This morning, was a morning like many mornings in our home. I woke the kiddos up, made them a hot drink ( today it was hot raspberry tea for Lina, Green tea for Matt, and Mint tea for the hubs. The kiddos ran out the door, hubby was running later than he wanted to be, his shirt didn’t quite dry because I stuffed the dryer with a lot of stuff, and I was running off about 2 hours of sleep. No particular reason, other than I just couldn’t sleep. I threw on some breakfast in just enough time for my hubby to say, no time, will pack some oatmeal and ran out the door, cold shirt and all. (Insert a giggle, hey, I’ve had to go to work with soggy pants before, so I empathize!)
So I finished the bacon, added some egg, sat down and had myself a little breakfast at the table alone. It was quite good, and so was the juice, then I felt a little bad for not waking up and sending them all off to a better day. It happens. I texted my children, they drive together to school nowadays and I miss the days when I took them and would have at least the car ride to pour some goodness into them before their day started. I miss those days, but not gonna lie, I like sleeping in too. It all balances out. I sent a group chat to my kiddos, ( the two youngest of the 3) and wished them a wonderful day. ( You see, they’ve both been slightly under the weather, Lina was extra cranky, she and school don’t get along, and Matt was just ready to leave. They thanked me for the tea and off they went. )
I always tell them in the mornings to be grateful for at least three things, and when we rode together, I made them recite the things out loud. (You can imagine the fun there, highschoolers and all.) I tell them to be kind, and above all to choose Joy. You know, choose the way you feel about things that happen to you. Choose how you react, choose to feel good, choose to see the good, and choose to be light. Joy!

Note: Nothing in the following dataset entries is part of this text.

use serde::{Deserialize, Serialize};

use crate::error::{AppError, AppResult};

/// A single movie known to the recommender
///
/// The entry's position in the [`Catalog`] is its row in the similarity matrix.
#[derive(Debug, Clone, Serialize, Deserialize, PartialEq, Eq)]
pub struct CatalogEntry {
    /// TMDB movie ID, used for poster lookups
    pub movie_id: i64,
    pub title: String,
}

impl CatalogEntry {
    pub fn new(movie_id: i64, title: impl Into<String>) -> Self {
        Self {
            movie_id,
            title: title.into(),
        }
    }
}

/// Ordered, immutable list of movies
///
/// Titles are not guaranteed unique; lookups resolve to the first match.
#[derive(Debug, Clone, Default, Serialize, Deserialize, PartialEq)]
#[serde(transparent)]
pub struct Catalog {
    entries: Vec<CatalogEntry>,
}

impl Catalog {
    pub fn new(entries: Vec<CatalogEntry>) -> Self {
        Self { entries }
    }

    pub fn len(&self) -> usize {
        self.entries.len()
    }

    pub fn is_empty(&self) -> bool {
        self.entries.is_empty()
    }

    /// Returns the row index of the first entry whose title matches exactly
    pub fn resolve_index(&self, title: &str) -> AppResult<usize> {
        self.entries
            .iter()
            .position(|entry| entry.title == title)
            .ok_or_else(|| AppError::NotFound(format!("Movie '{}' is not in the catalog", title)))
    }

    /// Returns the entry at a 0-based row index
    pub fn row_at(&self, index: usize) -> AppResult<&CatalogEntry> {
        self.entries
            .get(index)
            .ok_or(AppError::Index(index, self.entries.len()))
    }

    pub fn contains(&self, title: &str) -> bool {
        self.entries.iter().any(|entry| entry.title == title)
    }

    /// Titles in row order
    pub fn titles(&self) -> impl Iterator<Item = &str> {
        self.entries.iter().map(|entry| entry.title.as_str())
    }
}
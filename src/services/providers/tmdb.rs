//! TMDB API provider
//!
//! Looks up movie details via GET /movie/{id}. Only the poster path is used
//! downstream. Every request is bounded by the client-wide timeout.

use std::time::Duration;

use reqwest::Client as HttpClient;

use crate::{
    config::Config,
    error::{AppError, AppResult},
    models::TmdbMovie,
    services::providers::MetadataProvider,
};

const LANGUAGE: &str = "en-US";

#[derive(Clone)]
pub struct TmdbProvider {
    http_client: HttpClient,
    api_key: String,
    api_url: String,
}

impl TmdbProvider {
    pub fn new(api_key: String, api_url: String, timeout: Duration) -> AppResult<Self> {
        let http_client = HttpClient::builder().timeout(timeout).build()?;

        Ok(Self {
            http_client,
            api_key,
            api_url: api_url.trim_end_matches('/').to_string(),
        })
    }

    pub fn from_config(config: &Config) -> AppResult<Self> {
        Self::new(
            config.tmdb_api_key.clone(),
            config.tmdb_api_url.clone(),
            config.poster_timeout(),
        )
    }

    fn movie_url(&self, movie_id: i64) -> String {
        format!("{}/movie/{}", self.api_url, movie_id)
    }
}

#[async_trait::async_trait]
impl MetadataProvider for TmdbProvider {
    async fn fetch_movie(&self, movie_id: i64) -> AppResult<TmdbMovie> {
        // Strip the URL from transport errors, it carries the API key.
        let response = self
            .http_client
            .get(self.movie_url(movie_id))
            .query(&[("api_key", self.api_key.as_str()), ("language", LANGUAGE)])
            .send()
            .await
            .map_err(transport_error)?;

        if !response.status().is_success() {
            let status = response.status();
            let body = response.text().await.unwrap_or_default();
            tracing::debug!(
                movie_id = movie_id,
                status = %status,
                body = %body,
                "TMDB API error response"
            );
            return Err(AppError::ExternalApi(format!(
                "TMDB API returned status {}",
                status
            )));
        }

        let movie: TmdbMovie = response.json().await.map_err(transport_error)?;

        tracing::debug!(
            movie_id = movie_id,
            has_poster = movie.poster_path.is_some(),
            provider = "tmdb",
            "Movie metadata fetched"
        );

        Ok(movie)
    }

    fn name(&self) -> &'static str {
        "tmdb"
    }
}

/// Timeouts become `AppError::Timeout`, everything else `AppError::HttpClient`
fn transport_error(e: reqwest::Error) -> AppError {
    let e = e.without_url();
    if e.is_timeout() {
        AppError::Timeout(e.to_string())
    } else {
        AppError::HttpClient(e)
    }
}
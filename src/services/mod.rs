pub mod posters;
pub mod providers;
pub mod recommendations;

pub use posters::PosterResolver;
pub use recommendations::Recommender;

In my group text to them, I told them I loved them, they always kiss me by and say I love you, but the time flies in the morning and I just need that gushy stuff to flow. I need them to know they are truly loved. I told them that tomorrow is never promised and every time we part we should express our gratitude, and love for one another. I told them to take care of their bodies with good health and nutrition (aka eat lunch and don’t drink energy drinks and put stuff in your body that doesn’t belong; remember they are teenagers.) I also told them to always do what is right and that the good Lord will always take care of them. As I sent that I got a little teary-eyed thinking of my mother, that was her talking through me, she always taught us to do the right thing and be kind to others. To this day, I think it still shows in each of my siblings; but that’s a whole nother story for another day. I sent them this sweet Lil picture I had in my phone courtesy Facebook memories. ( Sorry Isacc, your eyes were closed, which is usually the case for him in pics.) Sweet little precious smiles filled with Joy. So about an hour passed and nothing, no response from either of them.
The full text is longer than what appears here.